**Problem requirements**
Your answer should be each line of the entries that contains the word "addend", copied in full.

***** Task input *****

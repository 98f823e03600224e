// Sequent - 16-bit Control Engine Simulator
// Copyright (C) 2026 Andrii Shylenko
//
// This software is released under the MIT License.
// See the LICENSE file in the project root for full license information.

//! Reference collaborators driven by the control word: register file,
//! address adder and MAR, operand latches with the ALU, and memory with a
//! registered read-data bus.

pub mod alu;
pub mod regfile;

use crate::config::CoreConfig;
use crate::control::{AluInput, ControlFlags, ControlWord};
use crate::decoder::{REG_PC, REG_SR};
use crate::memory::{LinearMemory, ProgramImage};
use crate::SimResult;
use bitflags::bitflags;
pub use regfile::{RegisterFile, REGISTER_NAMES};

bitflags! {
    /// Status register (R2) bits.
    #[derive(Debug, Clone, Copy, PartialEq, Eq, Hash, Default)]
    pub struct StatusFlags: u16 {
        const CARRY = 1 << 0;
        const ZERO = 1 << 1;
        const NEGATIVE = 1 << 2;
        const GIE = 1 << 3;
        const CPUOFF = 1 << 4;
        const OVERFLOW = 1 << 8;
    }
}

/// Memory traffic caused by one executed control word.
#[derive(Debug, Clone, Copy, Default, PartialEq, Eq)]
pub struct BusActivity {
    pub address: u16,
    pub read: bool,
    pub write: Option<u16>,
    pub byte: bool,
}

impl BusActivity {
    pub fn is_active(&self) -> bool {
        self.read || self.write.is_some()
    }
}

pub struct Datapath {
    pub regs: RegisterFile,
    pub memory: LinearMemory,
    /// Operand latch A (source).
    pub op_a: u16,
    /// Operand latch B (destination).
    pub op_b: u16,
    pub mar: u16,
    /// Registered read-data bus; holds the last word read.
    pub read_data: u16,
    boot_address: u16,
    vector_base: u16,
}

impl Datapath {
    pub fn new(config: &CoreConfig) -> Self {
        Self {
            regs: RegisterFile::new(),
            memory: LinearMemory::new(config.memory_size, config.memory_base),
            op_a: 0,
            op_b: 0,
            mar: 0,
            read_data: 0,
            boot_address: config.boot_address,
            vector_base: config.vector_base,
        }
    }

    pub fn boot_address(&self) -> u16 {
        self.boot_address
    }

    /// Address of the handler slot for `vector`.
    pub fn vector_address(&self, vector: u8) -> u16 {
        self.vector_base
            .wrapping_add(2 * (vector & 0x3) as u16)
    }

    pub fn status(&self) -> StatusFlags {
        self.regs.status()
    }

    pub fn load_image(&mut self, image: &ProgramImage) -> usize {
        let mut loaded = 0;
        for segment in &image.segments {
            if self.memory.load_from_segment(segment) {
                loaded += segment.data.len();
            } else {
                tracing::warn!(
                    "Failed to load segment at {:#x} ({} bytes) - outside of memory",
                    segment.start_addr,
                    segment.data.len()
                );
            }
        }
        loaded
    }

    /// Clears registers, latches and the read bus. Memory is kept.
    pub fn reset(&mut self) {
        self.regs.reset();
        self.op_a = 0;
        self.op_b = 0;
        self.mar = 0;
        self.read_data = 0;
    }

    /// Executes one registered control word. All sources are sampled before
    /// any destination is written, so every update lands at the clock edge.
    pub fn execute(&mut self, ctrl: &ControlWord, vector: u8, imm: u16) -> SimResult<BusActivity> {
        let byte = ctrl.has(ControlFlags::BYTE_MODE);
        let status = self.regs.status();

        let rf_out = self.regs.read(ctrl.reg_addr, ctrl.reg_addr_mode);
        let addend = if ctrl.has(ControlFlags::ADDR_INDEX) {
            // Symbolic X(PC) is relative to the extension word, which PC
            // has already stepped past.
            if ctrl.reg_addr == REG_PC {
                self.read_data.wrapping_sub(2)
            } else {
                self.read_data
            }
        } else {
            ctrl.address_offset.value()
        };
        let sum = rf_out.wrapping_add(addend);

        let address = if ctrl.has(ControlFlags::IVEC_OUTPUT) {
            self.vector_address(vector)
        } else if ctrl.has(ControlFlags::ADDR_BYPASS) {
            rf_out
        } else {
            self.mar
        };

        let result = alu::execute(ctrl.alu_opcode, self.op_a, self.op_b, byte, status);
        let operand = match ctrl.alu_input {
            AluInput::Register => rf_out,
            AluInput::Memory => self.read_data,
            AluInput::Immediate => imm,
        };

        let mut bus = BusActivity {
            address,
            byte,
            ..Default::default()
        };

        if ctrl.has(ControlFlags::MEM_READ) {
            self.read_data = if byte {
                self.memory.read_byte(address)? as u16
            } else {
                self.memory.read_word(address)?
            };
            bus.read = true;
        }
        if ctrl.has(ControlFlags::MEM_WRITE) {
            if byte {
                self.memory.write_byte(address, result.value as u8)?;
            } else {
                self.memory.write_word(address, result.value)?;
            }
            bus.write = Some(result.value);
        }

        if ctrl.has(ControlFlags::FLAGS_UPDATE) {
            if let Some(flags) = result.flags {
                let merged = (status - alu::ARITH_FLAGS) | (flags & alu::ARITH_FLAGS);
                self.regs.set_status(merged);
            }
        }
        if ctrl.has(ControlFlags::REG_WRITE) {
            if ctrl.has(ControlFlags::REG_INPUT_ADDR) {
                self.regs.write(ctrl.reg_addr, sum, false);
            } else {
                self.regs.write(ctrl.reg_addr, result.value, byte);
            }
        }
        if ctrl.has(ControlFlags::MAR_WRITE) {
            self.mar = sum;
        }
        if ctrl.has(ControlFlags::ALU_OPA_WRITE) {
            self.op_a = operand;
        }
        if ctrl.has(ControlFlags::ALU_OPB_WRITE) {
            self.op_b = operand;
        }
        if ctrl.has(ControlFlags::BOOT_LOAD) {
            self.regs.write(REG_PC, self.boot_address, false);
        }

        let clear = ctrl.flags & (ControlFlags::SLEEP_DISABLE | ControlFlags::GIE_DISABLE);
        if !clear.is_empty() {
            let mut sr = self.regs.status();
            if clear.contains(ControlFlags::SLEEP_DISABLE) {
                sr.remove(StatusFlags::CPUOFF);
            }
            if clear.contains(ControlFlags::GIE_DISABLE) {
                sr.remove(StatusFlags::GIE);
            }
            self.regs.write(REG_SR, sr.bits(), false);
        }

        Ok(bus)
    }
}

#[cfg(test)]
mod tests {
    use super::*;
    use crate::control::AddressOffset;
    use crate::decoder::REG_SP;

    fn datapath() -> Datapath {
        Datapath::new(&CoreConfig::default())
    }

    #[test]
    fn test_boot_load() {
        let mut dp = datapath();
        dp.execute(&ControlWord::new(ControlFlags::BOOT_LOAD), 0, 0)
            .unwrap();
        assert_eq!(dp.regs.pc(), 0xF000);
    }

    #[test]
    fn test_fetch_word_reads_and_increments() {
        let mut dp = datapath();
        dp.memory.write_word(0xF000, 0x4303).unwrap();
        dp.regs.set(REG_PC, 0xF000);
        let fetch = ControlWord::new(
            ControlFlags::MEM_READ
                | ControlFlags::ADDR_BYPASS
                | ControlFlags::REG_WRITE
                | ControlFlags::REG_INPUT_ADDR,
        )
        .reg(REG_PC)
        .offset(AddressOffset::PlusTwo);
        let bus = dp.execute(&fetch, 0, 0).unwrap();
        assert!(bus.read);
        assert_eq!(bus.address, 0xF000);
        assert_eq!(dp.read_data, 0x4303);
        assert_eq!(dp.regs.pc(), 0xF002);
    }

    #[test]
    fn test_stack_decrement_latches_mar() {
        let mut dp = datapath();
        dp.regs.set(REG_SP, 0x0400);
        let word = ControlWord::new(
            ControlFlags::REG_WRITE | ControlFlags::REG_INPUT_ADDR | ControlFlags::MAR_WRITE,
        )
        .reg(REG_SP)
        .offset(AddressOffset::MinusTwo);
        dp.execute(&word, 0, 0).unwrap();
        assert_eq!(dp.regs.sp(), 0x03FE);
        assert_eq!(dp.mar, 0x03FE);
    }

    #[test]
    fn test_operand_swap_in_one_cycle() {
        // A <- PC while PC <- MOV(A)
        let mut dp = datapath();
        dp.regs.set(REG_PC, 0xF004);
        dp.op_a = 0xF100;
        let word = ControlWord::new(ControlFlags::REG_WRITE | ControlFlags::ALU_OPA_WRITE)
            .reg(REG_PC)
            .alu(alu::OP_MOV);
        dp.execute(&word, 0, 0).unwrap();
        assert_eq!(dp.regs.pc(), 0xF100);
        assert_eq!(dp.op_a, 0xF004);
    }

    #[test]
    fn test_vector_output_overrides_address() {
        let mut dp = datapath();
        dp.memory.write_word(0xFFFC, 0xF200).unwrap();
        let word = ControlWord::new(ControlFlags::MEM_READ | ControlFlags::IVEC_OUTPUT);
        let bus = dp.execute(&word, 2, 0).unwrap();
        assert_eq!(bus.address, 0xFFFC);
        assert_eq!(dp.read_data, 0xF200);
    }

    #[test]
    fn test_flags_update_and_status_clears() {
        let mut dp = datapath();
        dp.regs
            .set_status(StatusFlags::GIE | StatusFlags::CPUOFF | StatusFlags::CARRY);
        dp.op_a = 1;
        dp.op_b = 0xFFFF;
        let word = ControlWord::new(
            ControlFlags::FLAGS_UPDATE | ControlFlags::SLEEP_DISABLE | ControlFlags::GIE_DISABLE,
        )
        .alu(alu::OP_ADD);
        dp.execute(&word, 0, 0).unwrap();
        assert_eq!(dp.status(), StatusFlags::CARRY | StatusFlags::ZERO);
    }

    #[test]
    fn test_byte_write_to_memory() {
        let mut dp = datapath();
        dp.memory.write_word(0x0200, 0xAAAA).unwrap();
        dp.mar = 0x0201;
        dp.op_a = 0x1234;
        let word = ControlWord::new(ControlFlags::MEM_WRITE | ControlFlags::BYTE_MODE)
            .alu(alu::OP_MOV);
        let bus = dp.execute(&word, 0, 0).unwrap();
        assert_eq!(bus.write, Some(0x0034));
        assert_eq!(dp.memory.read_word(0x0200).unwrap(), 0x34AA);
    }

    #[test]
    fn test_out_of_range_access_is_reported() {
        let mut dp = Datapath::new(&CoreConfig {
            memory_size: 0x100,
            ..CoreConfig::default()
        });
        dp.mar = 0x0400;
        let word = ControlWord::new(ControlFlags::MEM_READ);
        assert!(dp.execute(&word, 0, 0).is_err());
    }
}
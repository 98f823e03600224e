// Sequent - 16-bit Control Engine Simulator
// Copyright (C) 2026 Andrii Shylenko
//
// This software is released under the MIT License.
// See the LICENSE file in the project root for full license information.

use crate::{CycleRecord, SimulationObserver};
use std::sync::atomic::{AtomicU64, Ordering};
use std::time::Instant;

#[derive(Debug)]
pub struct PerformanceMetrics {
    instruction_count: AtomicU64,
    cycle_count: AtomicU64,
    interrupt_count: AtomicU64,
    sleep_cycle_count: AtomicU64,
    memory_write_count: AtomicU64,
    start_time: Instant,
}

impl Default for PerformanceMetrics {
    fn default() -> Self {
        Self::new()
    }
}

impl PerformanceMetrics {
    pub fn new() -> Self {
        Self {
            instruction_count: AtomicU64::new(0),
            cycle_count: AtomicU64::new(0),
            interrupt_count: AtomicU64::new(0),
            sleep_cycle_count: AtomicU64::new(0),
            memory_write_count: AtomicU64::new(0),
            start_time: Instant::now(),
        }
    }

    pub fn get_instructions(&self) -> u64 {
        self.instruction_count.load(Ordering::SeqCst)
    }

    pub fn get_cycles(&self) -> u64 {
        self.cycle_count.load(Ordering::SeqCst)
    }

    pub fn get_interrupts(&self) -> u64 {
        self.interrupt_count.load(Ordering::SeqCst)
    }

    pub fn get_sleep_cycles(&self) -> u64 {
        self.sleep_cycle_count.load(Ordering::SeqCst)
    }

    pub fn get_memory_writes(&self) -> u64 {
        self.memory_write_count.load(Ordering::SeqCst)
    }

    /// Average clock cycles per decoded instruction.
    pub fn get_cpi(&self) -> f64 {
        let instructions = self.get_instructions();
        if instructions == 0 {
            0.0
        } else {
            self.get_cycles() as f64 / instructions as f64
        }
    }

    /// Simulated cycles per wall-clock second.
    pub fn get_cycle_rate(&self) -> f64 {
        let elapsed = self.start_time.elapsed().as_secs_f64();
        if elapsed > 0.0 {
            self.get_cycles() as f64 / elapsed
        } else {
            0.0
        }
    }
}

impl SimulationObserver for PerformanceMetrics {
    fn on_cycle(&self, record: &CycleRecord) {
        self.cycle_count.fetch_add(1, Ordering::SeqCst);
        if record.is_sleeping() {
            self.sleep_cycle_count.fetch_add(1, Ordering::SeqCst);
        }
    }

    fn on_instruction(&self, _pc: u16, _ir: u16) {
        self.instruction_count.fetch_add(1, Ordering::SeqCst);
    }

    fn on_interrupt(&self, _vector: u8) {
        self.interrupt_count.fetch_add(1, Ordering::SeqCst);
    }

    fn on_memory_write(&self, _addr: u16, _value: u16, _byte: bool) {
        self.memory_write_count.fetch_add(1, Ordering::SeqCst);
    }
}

*****

**Written solution**
        let addend = if ctrl.has(ControlFlags::ADDR_INDEX) {
        let sum = rf_out.wrapping_add(addend);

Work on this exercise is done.